1972 Uxbridge by-election
| Party |  | Candidate | Votes | % | ±% |
|---|---|---|---|---|---|
|  | Conservative | Michael Shersby | 14,178 | 42.31 | −7.04 |
|  | Labour | Manuela Sykes | 13,000 | 38.79 | −2.87 |
|  | Liberal | Ian Stuart | 3,650 | 10.89 | +1.9 |
|  | National Front | John Clifton | 2,920 | 8.71 | N/A |
|  | Union Movement | Dan Harmston | 873 | 2.60 | N/A |
|  | National Independence | Clare Macdonald | 551 | 1.64 | N/A |
|  | Democratic Conservative against the Common Market | Reginald Simmerson | 341 | 1.02 | N/A |
| Majority |  |  | 1,178 | 3.5 | −4.2 |
| Turnout |  |  | 35,513 |  |  |
|  | Conservative hold |  | Swing | -2.1 |  |

She fought Uxbridge again at the following general election but again without success;

General election February 1974: Uxbridge
| Party |  | Candidate | Votes | % | ±% |
|---|---|---|---|---|---|
|  | Conservative | Michael Shersby | 20,542 | 42.1 | −0.2 |
|  | Labour | Manuela Sykes | 18,127 | 37.1 | −1.8 |
|  | Liberal | J.S. Pincham | 10,150 | 20.8 | +9.9 |
| Majority |  |  | 2,415 | 5.0 | +1.5 |
| Turnout |  |  |  | 82.5 |  |
|  | Conservative hold |  | Swing | +0.7 |  |

She stood down as Labour candidate and did not contest the general election eight months later and did not stand for parliament again.
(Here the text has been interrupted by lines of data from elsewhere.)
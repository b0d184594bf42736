//! Image encoding: `DynamicImage` → PNG bytes → base64 data URL.
//!
//! PNG is lossless, so re-running a conversion on the same document and zoom
//! yields byte-identical payloads. The data URL uses the standard base64
//! alphabet with padding, which is what browsers and `<img src>` expect.

use base64::{engine::general_purpose::STANDARD, Engine as _};
use image::DynamicImage;
use std::io::Cursor;
use tracing::debug;

/// Prefix of every image payload returned by the service.
pub const PNG_DATA_URL_PREFIX: &str = "data:image/png;base64,";

/// Encode a rasterised page as PNG.
pub fn encode_png(img: &DynamicImage) -> Result<Vec<u8>, image::ImageError> {
    let mut buf = Vec::new();
    img.write_to(&mut Cursor::new(&mut buf), image::ImageFormat::Png)?;
    debug!(
        "Encoded {}x{} image → {} bytes PNG",
        img.width(),
        img.height(),
        buf.len()
    );
    Ok(buf)
}

/// Wrap PNG bytes as `data:image/png;base64,<payload>`.
pub fn to_data_url(png: &[u8]) -> String {
    let mut url = String::with_capacity(PNG_DATA_URL_PREFIX.len() + png.len().div_ceil(3) * 4);
    url.push_str(PNG_DATA_URL_PREFIX);
    STANDARD.encode_string(png, &mut url);
    url
}
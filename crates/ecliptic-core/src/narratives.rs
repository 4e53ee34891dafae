//! Narrative membership resolution.
//!
//! An entry belongs to a narrative either automatically — the entry's tag
//! set contains every one of the narrative's required tags — or through
//! an explicit, user-curated membership edge. The two are a union:
//! a manual edge may coexist with automatic qualification, and saving
//! membership edits only ever touches the manual edges.

use std::collections::HashSet;

use serde::{Deserialize, Serialize};
use uuid::Uuid;

use crate::models::Narrative;

/// Whether an entry's tags automatically satisfy a required-tag set.
///
/// An empty required-tag set never auto-satisfies: it means the
/// narrative is manual-only.
pub fn auto_qualifies(required_tags: &[Uuid], entry_tags: &HashSet<Uuid>) -> bool {
    !required_tags.is_empty() && required_tags.iter().all(|t| entry_tags.contains(t))
}

/// Resolved membership of one entry in one narrative.
#[derive(Debug, Clone, PartialEq, Eq, Serialize, Deserialize)]
pub struct MembershipState {
    pub narrative_id: Uuid,
    /// Tag-derived qualification.
    pub automatic: bool,
    /// An explicit membership edge exists.
    pub manual: bool,
}

impl MembershipState {
    /// Member through either mechanism.
    pub fn is_member(&self) -> bool {
        self.automatic || self.manual
    }

    /// Automatic membership cannot be toggled off directly; the UI shows
    /// it selected but disabled. Removing it means changing the entry's
    /// tags or the narrative's required tags.
    pub fn is_locked(&self) -> bool {
        self.automatic
    }
}

/// Resolve an entry's membership across the narratives in scope.
///
/// Output order follows `narratives`.
pub fn resolve(
    entry_tags: &HashSet<Uuid>,
    narratives: &[Narrative],
    manual_edges: &HashSet<Uuid>,
) -> Vec<MembershipState> {
    narratives
        .iter()
        .map(|n| MembershipState {
            narrative_id: n.id,
            automatic: auto_qualifies(&n.required_tags, entry_tags),
            manual: manual_edges.contains(&n.id),
        })
        .collect()
}

/// Manual-edge changes one membership save must apply.
#[derive(Debug, Clone, Default, PartialEq, Eq)]
pub struct EdgeChanges {
    pub to_link: Vec<Uuid>,
    pub to_unlink: Vec<Uuid>,
}

impl EdgeChanges {
    pub fn is_empty(&self) -> bool {
        self.to_link.is_empty() && self.to_unlink.is_empty()
    }
}

/// Diff a membership edit (the set of narratives the user left checked)
/// against the existing manual edges.
///
/// Only the manually controllable subset is diffed: narratives the entry
/// auto-qualifies for are excluded entirely, so a toggle UI that shows
/// them checked-and-locked never creates or deletes edges for them.
/// Output order follows `narratives`.
pub fn diff_manual_edges(
    checked: &HashSet<Uuid>,
    entry_tags: &HashSet<Uuid>,
    narratives: &[Narrative],
    existing_manual: &HashSet<Uuid>,
) -> EdgeChanges {
    let mut changes = EdgeChanges::default();

    for narrative in narratives {
        if auto_qualifies(&narrative.required_tags, entry_tags) {
            continue;
        }
        let wants = checked.contains(&narrative.id);
        let has = existing_manual.contains(&narrative.id);
        match (wants, has) {
            (true, false) => changes.to_link.push(narrative.id),
            (false, true) => changes.to_unlink.push(narrative.id),
            _ => {}
        }
    }

    changes
}
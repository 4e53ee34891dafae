//! Core traits for ecliptic abstractions.
//!
//! These traits define the persistence interfaces the database layer
//! implements, keeping the content model and resolvers testable without
//! a live store.

use async_trait::async_trait;
use uuid::Uuid;

use crate::error::Result;
use crate::models::*;

// =============================================================================
// ENTRY REPOSITORY
// =============================================================================

/// Request for listing journal entries.
#[derive(Debug, Clone, Default)]
pub struct ListEntriesRequest {
    /// Restrict to entries attached to this event.
    pub event_id: Option<Uuid>,
    /// Require every one of these tags.
    pub tag_ids: Vec<Uuid>,
    /// Case-insensitive title substring match.
    pub title_query: Option<String>,
    /// Maximum results.
    pub limit: Option<i64>,
    /// Pagination offset.
    pub offset: Option<i64>,
}

/// Response for listing journal entries.
#[derive(Debug, Clone)]
pub struct ListEntriesResponse {
    pub entries: Vec<EntrySummary>,
    pub total: i64,
}

/// Repository for journal entry persistence.
#[async_trait]
pub trait EntryRepository: Send + Sync {
    /// Insert a new entry for the session user.
    async fn insert(&self, ctx: &SessionContext, req: CreateEntryRequest) -> Result<Uuid>;

    /// Fetch a full entry (content, tags) by id.
    async fn fetch(&self, ctx: &SessionContext, id: Uuid) -> Result<Entry>;

    /// List the session user's entries.
    async fn list(&self, ctx: &SessionContext, req: ListEntriesRequest)
        -> Result<ListEntriesResponse>;

    /// Overwrite an entry's content (and its content hash).
    async fn update_content(&self, ctx: &SessionContext, id: Uuid, content: &str) -> Result<()>;

    /// Update an entry's title.
    async fn update_title(&self, ctx: &SessionContext, id: Uuid, title: &str) -> Result<()>;

    /// Delete an entry, cascading to its annotations, tag rows, and
    /// manual narrative edges.
    async fn delete(&self, ctx: &SessionContext, id: Uuid) -> Result<()>;
}

// =============================================================================
// ANNOTATION REPOSITORY
// =============================================================================

/// Repository for the annotations table, parallel to inline markers.
#[async_trait]
pub trait AnnotationRepository: Send + Sync {
    /// All annotation rows for an entry, oldest first.
    async fn list_for_entry(&self, entry_id: Uuid) -> Result<Vec<AnnotationRow>>;

    /// Insert the rows a reconciliation marked as created.
    async fn insert_many(&self, rows: &[AnnotationRow]) -> Result<()>;

    /// Delete the ids a reconciliation marked as removed.
    async fn delete_many(&self, entry_id: Uuid, ids: &[Uuid]) -> Result<()>;

    /// Remove every annotation owned by an entry.
    async fn delete_for_entry(&self, entry_id: Uuid) -> Result<()>;
}

// =============================================================================
// TAG REPOSITORY
// =============================================================================

/// Repository for the fixed tag taxonomy and entry tagging.
#[async_trait]
pub trait TagRepository: Send + Sync {
    /// The whole taxonomy, grouped then alphabetical.
    async fn list(&self) -> Result<Vec<Tag>>;

    /// Tag ids attached to an entry.
    async fn get_entry_tags(&self, entry_id: Uuid) -> Result<Vec<Uuid>>;

    /// Replace an entry's tag set.
    async fn set_entry_tags(&self, entry_id: Uuid, tag_ids: &[Uuid]) -> Result<()>;
}

// =============================================================================
// NARRATIVE REPOSITORY
// =============================================================================

/// Repository for narratives and their manual membership edges.
#[async_trait]
pub trait NarrativeRepository: Send + Sync {
    async fn insert(&self, ctx: &SessionContext, req: CreateNarrativeRequest) -> Result<Uuid>;

    async fn fetch(&self, ctx: &SessionContext, id: Uuid) -> Result<Narrative>;

    /// All of the session user's narratives.
    async fn list(&self, ctx: &SessionContext) -> Result<Vec<NarrativeSummary>>;

    async fn update(
        &self,
        ctx: &SessionContext,
        id: Uuid,
        req: UpdateNarrativeRequest,
    ) -> Result<()>;

    /// Delete a narrative, cascading to its manual edges. Automatic
    /// (tag-derived) qualification is untouched by definition.
    async fn delete(&self, ctx: &SessionContext, id: Uuid) -> Result<()>;

    /// Create a manual membership edge. Idempotent.
    async fn link_entry(&self, narrative_id: Uuid, entry_id: Uuid) -> Result<()>;

    /// Remove a manual membership edge. Idempotent.
    async fn unlink_entry(&self, narrative_id: Uuid, entry_id: Uuid) -> Result<()>;

    /// Narrative ids manually linked to an entry.
    async fn manual_edges_for_entry(&self, entry_id: Uuid) -> Result<Vec<Uuid>>;

    /// Member entries of a narrative: the union of tag-qualified and
    /// manually linked entries, newest first.
    async fn member_entries(
        &self,
        ctx: &SessionContext,
        narrative_id: Uuid,
        limit: i64,
        offset: i64,
    ) -> Result<Vec<EntrySummary>>;
}

// =============================================================================
// EVENT REPOSITORY
// =============================================================================

/// Repository for the celestial event calendar.
#[async_trait]
pub trait EventRepository: Send + Sync {
    async fn insert(&self, req: CreateEventRequest) -> Result<Uuid>;

    async fn fetch(&self, id: Uuid) -> Result<CelestialEvent>;

    /// Events overlapping the given window, soonest first.
    async fn list_in_range(
        &self,
        from: chrono::DateTime<chrono::Utc>,
        to: chrono::DateTime<chrono::Utc>,
    ) -> Result<Vec<CelestialEvent>>;
}
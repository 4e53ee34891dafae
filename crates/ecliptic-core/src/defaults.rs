//! Centralized default constants for ecliptic.
//!
//! Shared defaults live here instead of being scattered as magic numbers
//! across the crates.

use std::time::Duration;

// =============================================================================
// SELECTION TRACKING
// =============================================================================

/// Settle delay before a text selection is surfaced to the annotation UI.
///
/// Selections change rapidly while the user drags; the tracker waits this
/// long after the last change before reporting a stable selection.
pub const SELECTION_SETTLE_MS: u64 = 300;

/// [`SELECTION_SETTLE_MS`] as a `Duration`.
pub const SELECTION_SETTLE: Duration = Duration::from_millis(SELECTION_SETTLE_MS);

// =============================================================================
// ANNOTATIONS
// =============================================================================

/// Maximum accepted comment length in characters.
pub const MAX_COMMENT_CHARS: usize = 2000;

// =============================================================================
// PAGINATION
// =============================================================================

/// Default page size for list endpoints.
pub const PAGE_LIMIT: i64 = 50;

/// Hard ceiling on requested page sizes.
pub const PAGE_LIMIT_MAX: i64 = 200;
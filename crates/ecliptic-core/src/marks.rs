//! Inline annotation marker codec.
//!
//! Annotations are persisted inside the entry's content string as inline
//! `<mark>` elements carrying the annotation id and comment as data
//! attributes, with the anchored text as the element payload:
//!
//! ```text
//! before <mark data-annotation-id="UUID" data-comment="why">anchored</mark> after
//! ```
//!
//! This module converts between that serialized form and the in-memory
//! [`DocumentModel`] used while editing.
//!
//! # Rules
//!
//! 1. Markers never alter the visible text: the payload is the literal
//!    anchored text, and text outside markers is entity-escaped only.
//! 2. `comment` and the anchored text round-trip byte-for-byte, including
//!    quotes and ampersands.
//! 3. A marker missing its id or comment attribute is malformed: it is
//!    dropped from the decoded annotation list but its payload stays
//!    visible as plain text. Decode never fails on bad markup.
//! 4. Nested marker markup (legacy output from overlapping highlights)
//!    is flattened: inner tags are stripped, inner text is kept.
//! 5. Decode emits annotations in document order.

use std::ops::Range;

use once_cell::sync::Lazy;
use regex::Regex;
use tracing::warn;
use uuid::Uuid;

/// A marker element: well-formed open tag, non-greedy payload, close tag.
static MARK_RE: Lazy<Regex> =
    Lazy::new(|| Regex::new(r#"(?s)<mark\b([^>]*)>(.*?)</mark>"#).expect("static regex"));

/// Annotation id attribute inside a marker's open tag.
static ATTR_ID_RE: Lazy<Regex> =
    Lazy::new(|| Regex::new(r#"data-annotation-id\s*=\s*"([^"]*)""#).expect("static regex"));

/// Comment attribute inside a marker's open tag.
static ATTR_COMMENT_RE: Lazy<Regex> =
    Lazy::new(|| Regex::new(r#"data-comment\s*=\s*"([^"]*)""#).expect("static regex"));

/// Stray marker tags (unpaired opens, leftover closes, flattened nesting).
static STRAY_MARK_RE: Lazy<Regex> =
    Lazy::new(|| Regex::new(r#"</?mark\b[^>]*>"#).expect("static regex"));

// =============================================================================
// DOCUMENT MODEL
// =============================================================================

/// An annotation span anchored in the live document text.
///
/// `range` is a byte range into [`DocumentModel::text`], always on UTF-8
/// character boundaries.
#[derive(Debug, Clone, PartialEq, Eq)]
pub struct MarkedSpan {
    pub id: Uuid,
    pub comment: String,
    pub range: Range<usize>,
}

/// The in-memory view of an entry's content while it is being edited:
/// plain text plus non-overlapping annotation spans in document order.
#[derive(Debug, Clone, Default, PartialEq, Eq)]
pub struct DocumentModel {
    pub text: String,
    pub marks: Vec<MarkedSpan>,
}

impl DocumentModel {
    /// Create a model over plain text with no annotations.
    pub fn new(text: impl Into<String>) -> Self {
        Self {
            text: text.into(),
            marks: Vec::new(),
        }
    }

    /// The literal text a span is anchored to.
    pub fn anchored_text(&self, mark: &MarkedSpan) -> &str {
        &self.text[mark.range.clone()]
    }
}

/// An `(id, comment, anchoredText)` triple extracted from one marker.
#[derive(Debug, Clone, PartialEq, Eq)]
pub struct AnnotationSeed {
    pub id: Uuid,
    pub comment: String,
    pub anchored_text: String,
}

/// Result of decoding a serialized content string.
#[derive(Debug, Clone)]
pub struct DecodedDocument {
    /// Rebuilt editing model (plain text + spans).
    pub model: DocumentModel,
    /// Display-safe HTML: markers rewritten into presentation spans with
    /// a tooltip affordance, edit-only attributes stripped.
    pub display_html: String,
    /// Extracted annotations, in document order.
    pub annotations: Vec<AnnotationSeed>,
}

// =============================================================================
// ESCAPING
// =============================================================================

/// Escape text content for embedding in the serialized markup.
pub fn escape_text(s: &str) -> String {
    s.replace('&', "&amp;")
        .replace('<', "&lt;")
        .replace('>', "&gt;")
}

/// Escape an attribute value (text escaping plus double quotes).
pub fn escape_attr(s: &str) -> String {
    escape_text(s).replace('"', "&quot;")
}

/// Reverse [`escape_attr`]/[`escape_text`]. `&amp;` is resolved last so
/// double-escaped input survives one round unharmed.
pub fn unescape(s: &str) -> String {
    s.replace("&quot;", "\"")
        .replace("&#39;", "'")
        .replace("&lt;", "<")
        .replace("&gt;", ">")
        .replace("&amp;", "&")
}

// =============================================================================
// ENCODE
// =============================================================================

/// Serialize a document model into the stored content string.
///
/// Spans are emitted in start order. Spans that fall outside the text or
/// off a character boundary are skipped with a warning rather than
/// corrupting the output; the store prevents them from arising.
pub fn encode(model: &DocumentModel) -> String {
    let mut marks: Vec<&MarkedSpan> = model.marks.iter().collect();
    marks.sort_by_key(|m| m.range.start);

    let mut out = String::with_capacity(model.text.len() + marks.len() * 64);
    let mut cursor = 0usize;

    for mark in marks {
        let Some(payload) = model.text.get(mark.range.clone()) else {
            warn!(
                subsystem = "core",
                component = "marks",
                op = "encode",
                annotation_id = %mark.id,
                "Span out of bounds, skipping marker"
            );
            continue;
        };
        if mark.range.start < cursor {
            warn!(
                subsystem = "core",
                component = "marks",
                op = "encode",
                annotation_id = %mark.id,
                "Overlapping span, skipping marker"
            );
            continue;
        }

        out.push_str(&escape_text(&model.text[cursor..mark.range.start]));
        out.push_str("<mark data-annotation-id=\"");
        out.push_str(&mark.id.to_string());
        out.push_str("\" data-comment=\"");
        out.push_str(&escape_attr(&mark.comment));
        out.push_str("\">");
        out.push_str(&escape_text(payload));
        out.push_str("</mark>");
        cursor = mark.range.end;
    }

    out.push_str(&escape_text(&model.text[cursor..]));
    out
}

// =============================================================================
// DECODE
// =============================================================================

/// Parse a stored content string back into a document model, a display
/// rendering, and the ordered annotation list.
///
/// Never fails: malformed markers degrade to plain text (rule 3) and
/// stray marker tags are stripped (rule 4).
pub fn decode(serialized: &str) -> DecodedDocument {
    let mut model = DocumentModel::default();
    let mut display = String::with_capacity(serialized.len());
    let mut annotations = Vec::new();
    let mut dropped = 0usize;
    let mut cursor = 0usize;

    for caps in MARK_RE.captures_iter(serialized) {
        let whole = caps.get(0).expect("match group 0");
        let attrs = &caps[1];
        let payload_raw = flatten_payload(&caps[2]);

        push_plain(&serialized[cursor..whole.start()], &mut model, &mut display);
        cursor = whole.end();

        let id = ATTR_ID_RE
            .captures(attrs)
            .and_then(|c| Uuid::parse_str(&c[1]).ok());
        let comment = ATTR_COMMENT_RE
            .captures(attrs)
            .map(|c| unescape(&c[1]))
            .filter(|c| !c.is_empty());

        match (id, comment) {
            (Some(id), Some(comment)) => {
                let text = unescape(&payload_raw);
                let start = model.text.len();
                model.text.push_str(&text);
                model.marks.push(MarkedSpan {
                    id,
                    comment: comment.clone(),
                    range: start..model.text.len(),
                });

                display.push_str("<span class=\"annotation\" data-annotation-id=\"");
                display.push_str(&id.to_string());
                display.push_str("\" title=\"");
                display.push_str(&escape_attr(&comment));
                display.push_str("\">");
                display.push_str(&payload_raw);
                display.push_str("</span>");

                annotations.push(AnnotationSeed {
                    id,
                    comment,
                    anchored_text: text,
                });
            }
            _ => {
                // Malformed: payload survives as plain, unstyled text.
                dropped += 1;
                push_plain(&payload_raw, &mut model, &mut display);
            }
        }
    }

    push_plain(&serialized[cursor..], &mut model, &mut display);

    if dropped > 0 {
        warn!(
            subsystem = "core",
            component = "marks",
            op = "decode",
            marker_count = annotations.len(),
            dropped_count = dropped,
            "Dropped malformed annotation markers"
        );
    }

    DecodedDocument {
        model,
        display_html: display,
        annotations,
    }
}

/// Append an escaped storage segment to both the model text (unescaped)
/// and the display rendering (as-is), stripping stray marker tags.
fn push_plain(segment: &str, model: &mut DocumentModel, display: &mut String) {
    let cleaned = STRAY_MARK_RE.replace_all(segment, "");
    display.push_str(&cleaned);
    model.text.push_str(&unescape(&cleaned));
}

/// Strip nested marker markup out of a payload, keeping its text.
fn flatten_payload(payload: &str) -> String {
    STRAY_MARK_RE.replace_all(payload, "").into_owned()
}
She did, however, stand for election to local government and was elected to Westminster City Council in 1974.

==Later life==
She was diagnosed with dementia and campaigned for the rights of people diagnosed with dementia. Having been placed in a care home herself, she campaigned for her right to be allowed to live in her own home. She took the case to court and in 2014 won her right to live at home for a trial period of one month. Her return to her house proved unsustainable: she was back in the care home after a few weeks. She died in 2017.